Prompt
Output the records that follow, with every character intact.

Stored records
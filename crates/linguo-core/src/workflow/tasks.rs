/*
[INPUT]:  Task list requests keyed by account
[OUTPUT]: Lifecycle actions for the tasks slice
[POS]:    Workflow layer - task list reads
[UPDATE]: When task list loading changes
*/

use std::sync::Arc;

use linguo_adapter::LinguoApi;
use tokio_util::sync::CancellationToken;
use tracing::{debug, warn};

use super::{ActionSender, reject_on_cancel};
use crate::action::{Action, AsyncAction, Envelope, FetchTasks, TasksFetched};
use crate::error::ActionError;

pub(crate) async fn fetch_tasks(
    api: Arc<dyn LinguoApi>,
    sender: ActionSender,
    request: Envelope<FetchTasks>,
    token: CancellationToken,
) {
    let Envelope { payload, meta } = request;
    sender.put(Action::FetchTasks(AsyncAction::pending(payload.clone(), meta.clone())));

    let result = reject_on_cancel(&token, async {
        api.get_tasks(&payload.account).await.map_err(ActionError::from)
    })
    .await;

    let action = match result {
        Ok(data) => {
            debug!(account = %payload.account, count = data.len(), "tasks fetched");
            AsyncAction::fulfilled(
                TasksFetched {
                    account: payload.account,
                    data,
                },
                meta,
            )
        }
        Err(error) => {
            if !error.is_cancellation() {
                warn!(account = %payload.account, error = %error, "task fetch failed");
            }
            AsyncAction::rejected(payload, error, meta)
        }
    };
    sender.put(Action::FetchTasks(action));
}
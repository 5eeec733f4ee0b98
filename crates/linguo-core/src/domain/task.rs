/*
[INPUT]:  Task records from the adapter and the current time
[OUTPUT]: Derived task state (price, deadlines, party role, view)
[POS]:    Domain layer - pure task functions, no I/O
[UPDATE]: When pricing, deadline or party rules change
*/

use chrono::{DateTime, Duration, Utc};
use linguo_adapter::{Address, Task, TaskParty, TaskStatus};
use rust_decimal::Decimal;

/// How a task is presented in listings. `Incomplete` overrides the status-derived view.
#[derive(Debug, Clone, Copy, PartialEq, Eq, Hash)]
pub enum TaskView {
    Open,
    InProgress,
    InReview,
    InDispute,
    Finished,
    Incomplete,
}

impl TaskView {
    pub fn label(self) -> &'static str {
        match self {
            TaskView::Open => "Open Task",
            TaskView::InProgress => "In Progress",
            TaskView::InReview => "In Review",
            TaskView::InDispute => "In Dispute",
            TaskView::Finished => "Finished",
            TaskView::Incomplete => "Incomplete",
        }
    }
}

pub fn submission_deadline(task: &Task) -> DateTime<Utc> {
    after(task.last_interaction, task.submission_timeout)
}

pub fn review_deadline(task: &Task) -> DateTime<Utc> {
    after(task.last_interaction, task.review_timeout)
}

/// Price the task currently pays.
///
/// Once assigned the price is fixed. Before that it grows linearly from
/// `min_price` at the last interaction to `max_price` at the submission
/// deadline, using truncating integer arithmetic on wei amounts.
pub fn current_price(task: &Task, now: DateTime<Utc>) -> Decimal {
    if let Some(assigned) = task.assigned_price {
        return assigned;
    }

    let (min, max) = (task.min_price, task.max_price);
    if task.submission_timeout == 0 || max <= min {
        return max.max(min);
    }

    let elapsed = (now - task.last_interaction).num_seconds();
    if elapsed <= 0 {
        return min;
    }

    let elapsed = Decimal::from((elapsed as u64).min(task.submission_timeout));
    let timeout = Decimal::from(task.submission_timeout);
    let spread = max - min;
    let increment = match spread.checked_mul(elapsed) {
        Some(scaled) => scaled / timeout,
        None => spread / timeout * elapsed,
    };

    (min + increment.trunc()).clamp(min, max)
}

/// Integer price per word. A task without words has a zero per-word price.
pub fn current_price_per_word(current_price: Decimal, word_count: u64) -> Decimal {
    if word_count == 0 {
        return Decimal::ZERO;
    }
    (current_price / Decimal::from(word_count)).trunc()
}

/// Time left to deliver the translation. Zero once past the deadline or
/// when the task is no longer waiting for a submission.
pub fn remaining_time_for_submission(task: &Task, now: DateTime<Utc>) -> Duration {
    match task.status {
        TaskStatus::Created | TaskStatus::Assigned => non_negative(submission_deadline(task) - now),
        _ => Duration::zero(),
    }
}

/// Time left to challenge a delivered translation.
pub fn remaining_time_for_review(task: &Task, now: DateTime<Utc>) -> Duration {
    match task.status {
        TaskStatus::AwaitingReview => non_negative(review_deadline(task) - now),
        _ => Duration::zero(),
    }
}

/// Still waiting for assignment or delivery.
pub fn is_pending(task: &Task) -> bool {
    matches!(task.status, TaskStatus::Created | TaskStatus::Assigned)
}

/// A pending task whose submission deadline has elapsed, or a task that was
/// resolved by reimbursing the requester without any translation delivered.
pub fn is_incomplete(task: &Task, now: DateTime<Utc>) -> bool {
    match task.status {
        TaskStatus::Created | TaskStatus::Assigned => {
            remaining_time_for_submission(task, now) == Duration::zero()
        }
        TaskStatus::Resolved => task.translation.is_none(),
        _ => false,
    }
}

/// Role of `account` in `task`. Address comparison ignores letter case.
pub fn party_of(task: &Task, account: Option<&Address>) -> TaskParty {
    let Some(account) = account else {
        return TaskParty::Other;
    };

    let parties = &task.parties;
    if parties.translator.as_ref() == Some(account) {
        TaskParty::Translator
    } else if parties.challenger.as_ref() == Some(account) {
        TaskParty::Challenger
    } else if &parties.requester == account {
        TaskParty::Requester
    } else {
        TaskParty::Other
    }
}

pub fn challenger_is_requester(task: &Task) -> bool {
    task.parties.challenger.as_ref() == Some(&task.parties.requester)
}

pub fn view(task: &Task, now: DateTime<Utc>) -> TaskView {
    if is_incomplete(task, now) {
        return TaskView::Incomplete;
    }
    match task.status {
        TaskStatus::Created => TaskView::Open,
        TaskStatus::Assigned => TaskView::InProgress,
        TaskStatus::AwaitingReview => TaskView::InReview,
        TaskStatus::DisputeCreated => TaskView::InDispute,
        TaskStatus::Resolved => TaskView::Finished,
    }
}

/// `start + secs`, saturating at the latest representable instant.
fn after(start: DateTime<Utc>, secs: u64) -> DateTime<Utc> {
    i64::try_from(secs)
        .ok()
        .and_then(Duration::try_seconds)
        .and_then(|timeout| start.checked_add_signed(timeout))
        .unwrap_or(DateTime::<Utc>::MAX_UTC)
}

fn non_negative(value: Duration) -> Duration {
    value.max(Duration::zero())
}

#[cfg(test)]
pub(crate) mod fixtures {
    use super::*;
    use chrono::TimeZone;
    use linguo_adapter::{QualityTier, TaskParties};

    pub const REQUESTER: &str = "0x00000000000000000000000000000000000000a1";
    pub const TRANSLATOR: &str = "0x00000000000000000000000000000000000000b2";
    pub const CHALLENGER: &str = "0x00000000000000000000000000000000000000c3";

    pub fn epoch() -> DateTime<Utc> {
        Utc.timestamp_opt(1_600_000_000, 0).unwrap()
    }

    pub fn address(value: &str) -> Address {
        value.parse().unwrap()
    }

    pub fn task(id: u64, status: TaskStatus) -> Task {
        Task {
            id,
            status,
            title: format!("task {id}"),
            source_language: "en-us".to_string(),
            target_language: "pt-br".to_string(),
            expected_quality: QualityTier::Standard,
            word_count: 1_000,
            assigned_price: None,
            min_price: Decimal::from(1_000_000_000_000_000_000u64),
            max_price: Decimal::from(3_000_000_000_000_000_000u64),
            submission_timeout: 86_400,
            review_timeout: 43_200,
            last_interaction: epoch(),
            parties: TaskParties {
                requester: address(REQUESTER),
                translator: None,
                challenger: None,
            },
            translation: (status >= TaskStatus::AwaitingReview)
                .then(|| "ipfs://translation.txt".to_string()),
            dispute_id: None,
            ruling: None,
        }
    }
}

Solution for this problem
filename crates/linguo-core/src/workflow/tasks.rs
/*
[INPUT]:  Task list requests keyed by account
[OUTPUT]: Lifecycle actions for the tasks slice
[POS]:    Workflow layer - task list reads
[UPDATE]: When task list loading changes
*/

use std::sync::Arc;

use linguo_adapter::LinguoApi;
use tokio_util::sync::CancellationToken;
use tracing::{debug, warn};

use super::{ActionSender, reject_on_cancel};
use crate::action::{Action, AsyncAction, Envelope, FetchTasks, TasksFetched};
use crate::error::ActionError;

pub(crate) async fn fetch_tasks(
    api: Arc<dyn LinguoApi>,
    sender: ActionSender,
    request: Envelope<FetchTasks>,
    token: CancellationToken,
) {
    let Envelope { payload, meta } = request;
    sender.put(Action::FetchTasks(AsyncAction::pending(payload.clone(), meta.clone())));

    let result = reject_on_cancel(&token, async {
        api.get_tasks(&payload.account).await.map_err(ActionError::from)
    })
    .await;

    let action = match result {
        Ok(data) => {
            debug!(account = %payload.account, count = data.len(), "tasks fetched");
            AsyncAction::fulfilled(
                TasksFetched {
                    account: payload.account,
                    data,
                },
                meta,
            )
        }
        Err(error) => {
            if !error.is_cancellation() {
                warn!(account = %payload.account, error = %error, "task fetch failed");
            }
            AsyncAction::rejected(payload, error, meta)
        }
    };
    sender.put(Action::FetchTasks(action));
}
repository 5eeec733f4ee0b98
filename crates/linguo-core/src/domain/task.rs
/*
[INPUT]:  Task records from the adapter and the current time
[OUTPUT]: Derived task state (price, deadlines, party role, view)
[POS]:    Domain layer - pure task functions, no I/O
[UPDATE]: When pricing, deadline or party rules change
*/

use chrono::{DateTime, Duration, Utc};
use linguo_adapter::{Address, Task, TaskParty, TaskStatus};
use rust_decimal::Decimal;

/// How a task is presented in listings. `Incomplete` overrides the status-derived view.
#[derive(Debug, Clone, Copy, PartialEq, Eq, Hash)]
pub enum TaskView {
    Open,
    InProgress,
    InReview,
    InDispute,
    Finished,
    Incomplete,
}

impl TaskView {
    pub fn label(self) -> &'static str {
        match self {
            TaskView::Open => "Open Task",
            TaskView::InProgress => "In Progress",
            TaskView::InReview => "In Review",
            TaskView::InDispute => "In Dispute",
            TaskView::Finished => "Finished",
            TaskView::Incomplete => "Incomplete",
        }
    }
}

pub fn submission_deadline(task: &Task) -> DateTime<Utc> {
    after(task.last_interaction, task.submission_timeout)
}

pub fn review_deadline(task: &Task) -> DateTime<Utc> {
    after(task.last_interaction, task.review_timeout)
}

/// Price the task currently pays.
///
/// Once assigned the price is fixed. Before that it grows linearly from
/// `min_price` at the last interaction to `max_price` at the submission
/// deadline, using truncating integer arithmetic on wei amounts.
pub fn current_price(task: &Task, now: DateTime<Utc>) -> Decimal {
    if let Some(assigned) = task.assigned_price {
        return assigned;
    }

    let (min, max) = (task.min_price, task.max_price);
    if task.submission_timeout == 0 || max <= min {
        return max.max(min);
    }

    let elapsed = (now - task.last_interaction).num_seconds();
    if elapsed <= 0 {
        return min;
    }

    let elapsed = Decimal::from((elapsed as u64).min(task.submission_timeout));
    let timeout = Decimal::from(task.submission_timeout);
    let spread = max - min;
    let increment = match spread.checked_mul(elapsed) {
        Some(scaled) => scaled / timeout,
        None => spread / timeout * elapsed,
    };

    (min + increment.trunc()).clamp(min, max)
}

/// Integer price per word. A task without words has a zero per-word price.
pub fn current_price_per_word(current_price: Decimal, word_count: u64) -> Decimal {
    if word_count == 0 {
        return Decimal::ZERO;
    }
    (current_price / Decimal::from(word_count)).trunc()
}

/// Time left to deliver the translation. Zero once past the deadline or
/// when the task is no longer waiting for a submission.
pub fn remaining_time_for_submission(task: &Task, now: DateTime<Utc>) -> Duration {
    match task.status {
        TaskStatus::Created | TaskStatus::Assigned => non_negative(submission_deadline(task) - now),
        _ => Duration::zero(),
    }
}

/// Time left to challenge a delivered translation.
pub fn remaining_time_for_review(task: &Task, now: DateTime<Utc>) -> Duration {
    match task.status {
        TaskStatus::AwaitingReview => non_negative(review_deadline(task) - now),
        _ => Duration::zero(),
    }
}

/// Still waiting for assignment or delivery.
pub fn is_pending(task: &Task) -> bool {
    matches!(task.status, TaskStatus::Created | TaskStatus::Assigned)
}

/// A pending task whose submission deadline has elapsed, or a task that was
/// resolved by reimbursing the requester without any translation delivered.
pub fn is_incomplete(task: &Task, now: DateTime<Utc>) -> bool {
    match task.status {
        TaskStatus::Created | TaskStatus::Assigned => {
            remaining_time_for_submission(task, now) == Duration::zero()
        }
        TaskStatus::Resolved => task.translation.is_none(),
        _ => false,
    }
}

/// Role of `account` in `task`. Address comparison ignores letter case.
pub fn party_of(task: &Task, account: Option<&Address>) -> TaskParty {
    let Some(account) = account else {
        return TaskParty::Other;
    };

    let parties = &task.parties;
    if parties.translator.as_ref() == Some(account) {
        TaskParty::Translator
    } else if parties.challenger.as_ref() == Some(account) {
        TaskParty::Challenger
    } else if &parties.requester == account {
        TaskParty::Requester
    } else {
        TaskParty::Other
    }
}

pub fn challenger_is_requester(task: &Task) -> bool {
    task.parties.challenger.as_ref() == Some(&task.parties.requester)
}

pub fn view(task: &Task, now: DateTime<Utc>) -> TaskView {
    if is_incomplete(task, now) {
        return TaskView::Incomplete;
    }
    match task.status {
        TaskStatus::Created => TaskView::Open,
        TaskStatus::Assigned => TaskView::InProgress,
        TaskStatus::AwaitingReview => TaskView::InReview,
        TaskStatus::DisputeCreated => TaskView::InDispute,
        TaskStatus::Resolved => TaskView::Finished,
    }
}

/// `start + secs`, saturating at the latest representable instant.
fn after(start: DateTime<Utc>, secs: u64) -> DateTime<Utc> {
    i64::try_from(secs)
        .ok()
        .and_then(Duration::try_seconds)
        .and_then(|timeout| start.checked_add_signed(timeout))
        .unwrap_or(DateTime::<Utc>::MAX_UTC)
}

fn non_negative(value: Duration) -> Duration {
    value.max(Duration::zero())
}

#[cfg(test)]
pub(crate) mod fixtures {
    use super::*;
    use chrono::TimeZone;
    use linguo_adapter::{QualityTier, TaskParties};

    pub const REQUESTER: &str = "0x00000000000000000000000000000000000000a1";
    pub const TRANSLATOR: &str = "0x00000000000000000000000000000000000000b2";
    pub const CHALLENGER: &str = "0x00000000000000000000000000000000000000c3";

    pub fn epoch() -> DateTime<Utc> {
        Utc.timestamp_opt(1_600_000_000, 0).unwrap()
    }

    pub fn address(value: &str) -> Address {
        value.parse().unwrap()
    }

    pub fn task(id: u64, status: TaskStatus) -> Task {
        Task {
            id,
            status,
            title: format!("task {id}"),
            source_language: "en-us".to_string(),
            target_language: "pt-br".to_string(),
            expected_quality: QualityTier::Standard,
            word_count: 1_000,
            assigned_price: None,
            min_price: Decimal::from(1_000_000_000_000_000_000u64),
            max_price: Decimal::from(3_000_000_000_000_000_000u64),
            submission_timeout: 86_400,
            review_timeout: 43_200,
            last_interaction: epoch(),
            parties: TaskParties {
                requester: address(REQUESTER),
                translator: None,
                challenger: None,
            },
            translation: (status >= TaskStatus::AwaitingReview)
                .then(|| "ipfs://translation.txt".to_string()),
            dispute_id: None,
            ruling: None,
        }
    }
}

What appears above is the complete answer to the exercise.